U.S. flag

An official website of the United States government

NCBI Bookshelf. A service of the National Library of Medicine, National Institutes of Health.

NCBI News [Internet]. Bethesda (MD): National Center for Biotechnology Information (US); 1991-2012.

Cover of NCBI News

NCBI News [Internet].

Show details

NCBI News, August 2009

, Ph.D. and , M.S.

Author Information and Affiliations

Created: .

Estimated reading time: 7 minutes

The NCBI now maintains the Short Read Archive (SRA) (www.ncbi.nlm.nih.gov/Traces/sra/) as a repository for data from sequencing projects that use the new massively parallel sequencing technologies, often called next-generation sequencing. These methods can generate hundreds of megabases to gigabases of data in a single instrument run, millions of times the output of a standard Sanger sequencing instrument. Applications of these technologies include sequencing of new genomes, re-sequencing of targeted genomic regions, sequencing complete genomes of multiple individuals to mine for variations, transcriptome sequencing to sample splice variants and expression levels, environmental samples and other metagenome sequencing, and chromatin DNA binding protein analysis. SRA provides the ability to search and display aspects of SRA project data through the SRA homepage (Figure 1, top panel), and the Entrez system (Figure 1, bottom panel. The SRA site also provides direct access to download data through the Aspera Connect (www.aspera.com) client that offers much faster transfers than traditional ftp. A recently added BLAST service allows searches against the transcriptome sequencing studies from the SRA data.

Figure 1. Short Read Archive Web access.

Figure 1

Short Read Archive Web access. Top panel. The SRA homepage has access to the SRA browser as well as documentation, and a link to SRA submissions through tabs at the top of the page. Bottom panel. Entrez allows searches of SRA Experiment records. These (more...)

The Short Read Archive will become quite important as next-generation sequencing technologies continue to improve and become even less expensive. The power and capabilities of the SRA site will expand to provide better and more powerful options for searching and connecting these data to other resources.
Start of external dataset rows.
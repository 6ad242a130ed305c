//! Property merging: routes decoded properties into entity builders.
//!
//! Every builder stores each record in its raw [`PropertyMap`](crate::model::PropertyMap)
//! and promotes well-known tags into typed fields under a [`Policy`].

pub mod attachment;
pub mod message;
pub mod recipient;

pub use attachment::AttachmentBuilder;
pub use message::MessageBuilder;
pub use recipient::RecipientBuilder;

/// How a candidate value interacts with a field that may already be set.
#[derive(Debug, Clone, Copy)]
pub enum Policy {
    /// Always replace.
    Force,
    /// Only fill an empty field.
    FirstWins,
    /// Replace unless the current value is strictly longer.
    LongestWins,
    /// Replace whenever the candidate passes the check.
    Validated(fn(&str) -> bool),
}

/// A value a [`Policy`] can weigh and inspect.
pub trait Mergeable {
    /// Length used by [`Policy::LongestWins`].
    fn weight(&self) -> usize;
    /// Text view checked by [`Policy::Validated`].
    fn text(&self) -> Option<&str>;
}

impl Mergeable for String {
    fn weight(&self) -> usize {
        self.chars().count()
    }

    fn text(&self) -> Option<&str> {
        Some(self)
    }
}

impl Mergeable for Vec<u8> {
    fn weight(&self) -> usize {
        self.len()
    }

    fn text(&self) -> Option<&str> {
        None
    }
}

impl Mergeable for i64 {
    fn weight(&self) -> usize {
        0
    }

    fn text(&self) -> Option<&str> {
        None
    }
}

impl Policy {
    /// Apply `candidate` to `slot`. Returns whether the slot was written.
    pub fn apply<T: Mergeable>(self, slot: &mut Option<T>, candidate: T) -> bool {
        let accept = match self {
            Self::Force => true,
            Self::FirstWins => slot.is_none(),
            Self::LongestWins => slot
                .as_ref()
                .is_none_or(|current| current.weight() <= candidate.weight()),
            Self::Validated(check) => candidate.text().is_some_and(check),
        };
        if accept {
            *slot = Some(candidate);
        }
        accept
    }
}

/// Address-shaped values must carry an `@`.
pub fn looks_like_smtp(value: &str) -> bool {
    value.contains('@')
}

/// Distinguished-name form, e.g. `/o=Org/ou=Site/cn=Recipients/cn=jdoe`.
pub fn looks_like_x500(value: &str) -> bool {
    let lower = value.trim_start().to_ascii_lowercase();
    lower.starts_with("/o=") && lower.contains("/ou=")
}
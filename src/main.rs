//! CLI entry point for `msgshell`.

use std::path::{Path, PathBuf};

use anyhow::Context;
use clap::{CommandFactory, Parser, Subcommand, ValueEnum};

use msgshell::config::Config;
use msgshell::export::text::BodyFormat;
use msgshell::ParsedMessage;

#[derive(Parser)]
#[command(name = "msgshell", version, about = "Inspect Outlook .msg files")]
struct Cli {
    #[command(subcommand)]
    command: Commands,

    /// Verbose logging (-v info, -vv debug, -vvv trace)
    #[arg(short, long, action = clap::ArgAction::Count, global = true)]
    verbose: u8,
}

#[derive(Subcommand)]
enum Commands {
    /// Show headers, body and attachments of a message
    Show {
        path: PathBuf,
        /// Print the parsed message as JSON
        #[arg(long)]
        json: bool,
    },
    /// Print one body representation
    Body {
        path: PathBuf,
        #[arg(short, long, value_enum, default_value_t = BodyArg::Text)]
        format: BodyArg,
    },
    /// List every raw property of the top-level message
    Properties { path: PathBuf },
    /// Extract all attachments, embedded messages into subfolders
    Attachments {
        path: PathBuf,
        /// Output directory (defaults to the configured export directory)
        #[arg(short, long)]
        output: Option<PathBuf>,
    },
    /// Generate shell completions
    Completions {
        #[arg(value_enum)]
        shell: clap_complete::Shell,
    },
    /// Generate a man page
    Manpage,
}

#[derive(Clone, Copy, ValueEnum)]
enum BodyArg {
    Text,
    Html,
    Rtf,
}

impl From<BodyArg> for BodyFormat {
    fn from(arg: BodyArg) -> Self {
        match arg {
            BodyArg::Text => BodyFormat::Text,
            BodyArg::Html => BodyFormat::Html,
            BodyArg::Rtf => BodyFormat::Rtf,
        }
    }
}

fn main() -> anyhow::Result<()> {
    let cli = Cli::parse();

    let config = msgshell::config::load_config();

    // Configure logging: stderr + optional log file
    let log_level = match cli.verbose {
        0 => config.general.log_level.as_str(),
        1 => "info",
        2 => "debug",
        _ => "trace",
    };
    setup_logging(log_level, &config);

    match cli.command {
        Commands::Show { path, json } => cmd_show(&path, json, &config),
        Commands::Body { path, format } => cmd_body(&path, format.into(), &config),
        Commands::Properties { path } => cmd_properties(&path, &config),
        Commands::Attachments { path, output } => cmd_attachments(&path, output, &config),
        Commands::Completions { shell } => cmd_completions(shell),
        Commands::Manpage => cmd_manpage(),
    }
}

/// Set up tracing with stderr output and optional file logging.
fn setup_logging(level: &str, config: &Config) {
    use tracing_subscriber::layer::SubscriberExt;
    use tracing_subscriber::util::SubscriberInitExt;

    let env_filter = tracing_subscriber::EnvFilter::try_from_default_env()
        .unwrap_or_else(|_| tracing_subscriber::EnvFilter::new(level));

    let stderr_layer = tracing_subscriber::fmt::layer().with_writer(std::io::stderr);

    let log_dir = msgshell::config::cache_dir(config);
    if std::fs::create_dir_all(&log_dir).is_ok() {
        let file_appender = tracing_appender::rolling::never(&log_dir, "msgshell.log");
        let file_layer = tracing_subscriber::fmt::layer()
            .with_ansi(false)
            .with_writer(file_appender);

        tracing_subscriber::registry()
            .with(env_filter)
            .with(stderr_layer)
            .with(file_layer)
            .init();
    } else {
        tracing_subscriber::registry()
            .with(env_filter)
            .with(stderr_layer)
            .init();
    }
}

fn open(path: &Path, config: &Config) -> anyhow::Result<ParsedMessage> {
    msgshell::parse_file(path, &config.parser)
        .with_context(|| format!("Could not read {}", path.display()))
}

/// Print a human-readable summary or the JSON form of a message.
fn cmd_show(path: &Path, json: bool, config: &Config) -> anyhow::Result<()> {
    let message = open(path, config)?;
    if json {
        println!(
            "{}",
            msgshell::export::json::to_json(&message, config.export.json_pretty)?
        );
    } else {
        print!("{}", msgshell::export::text::render_text(&message));
    }
    Ok(())
}

fn cmd_body(path: &Path, format: BodyFormat, config: &Config) -> anyhow::Result<()> {
    let message = open(path, config)?;
    match msgshell::export::text::select_body(&message, format) {
        Some(body) => println!("{body}"),
        None => anyhow::bail!("{} has no {:?} body", path.display(), format),
    }
    Ok(())
}

fn cmd_properties(path: &Path, config: &Config) -> anyhow::Result<()> {
    let message = open(path, config)?;
    print!("{}", message.property_listing());
    Ok(())
}

/// Extract all attachments of a message, recursing into embedded messages.
fn cmd_attachments(path: &Path, output: Option<PathBuf>, config: &Config) -> anyhow::Result<()> {
    let output = output
        .or_else(|| config.export.default_output_dir.clone())
        .context("No output directory given (use -o or set export.default_output_dir)")?;
    let message = open(path, config)?;

    let paths = msgshell::export::attachment::export_all_attachments(&message, &output)?;
    if paths.is_empty() {
        println!("  No attachments found.");
        return Ok(());
    }

    use humansize::{format_size, BINARY};
    let total: u64 = paths
        .iter()
        .filter_map(|p| std::fs::metadata(p).ok())
        .map(|m| m.len())
        .sum();
    println!(
        "  Extracted {} attachment(s), {} to {}",
        paths.len(),
        format_size(total, BINARY),
        output.display()
    );
    Ok(())
}

/// Generate shell completions and print to stdout.
fn cmd_completions(shell: clap_complete::Shell) -> anyhow::Result<()> {
    let mut cmd = Cli::command();
    clap_complete::generate(shell, &mut cmd, "msgshell", &mut std::io::stdout());
    Ok(())
}

/// Generate a man page and print to stdout.
fn cmd_manpage() -> anyhow::Result<()> {
    let cmd = Cli::command();
    let man = clap_mangen::Man::new(cmd);
    let mut buf = Vec::new();
    man.render(&mut buf)?;
    std::io::Write::write_all(&mut std::io::stdout(), &buf)?;
    Ok(())
}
Next-Generation Sequencing Technologies

SRA accepts and presents data from all current next-generation sequencing platforms including 454 (Roche), Illumina, SOLiD (Applied Biosystems), HeliScope, and Complete Genomics. While these systems use different approaches to isolate and amplify the target molecules and to generate sequence, all rely on extreme miniaturization of the system components, simultaneous reactions in parallel in a flow cell, light-based detection of in the sequencing reactions, and image analysis to acquire sequence information from multiple reactions at once. These methods yield huge numbers of short sequence reads from a single instrument run. Individual read lengths vary from around 25 bases to more than 400 bases depending on the platform. Data can include sequence, quality scores, color values, and intensity graphs depending on the platform involved.

Data in SRA

Data Concepts

Data in the SRA are classified into a hierarchy of Studies, Experiments, Samples, and their corresponding Runs. Studies have an overall goal and may be comprised of several Experiments. An Experiment describes specifically what was sequenced and the method used. It includes information about the source of the DNA, the Sample, the sequencing platform, and the processing of the data. Each Experiment is made up of one or more instrument Runs. A Run contains the results or reads from each spot in the instrument run. In the future, some data will also have an associated Analysis. These Analyses may include assemblies of the short reads into genomic or transcript contigs and alignment to existing genomes or alignments with SRA data. Records at each level have unique accession identifiers with a specific three letter prefix that indicates the type of record: ERP or SRP for Studies, SRS for samples, SRX for Experiments, and SRR for Runs. Figure 2 shows Study (SRP000095, top panel), Experiment (SRX000113, middle panel, and SRX000114), and Run (SRR000416, bottom panel) records for the 454 sequencing of James Watson’s genome by Cold Spring Harbor Laboratory. Study and Run records are displayed in the SRA browser. The corresponding Experiment records are displayed in the NCBI Entrez system as described in the next section.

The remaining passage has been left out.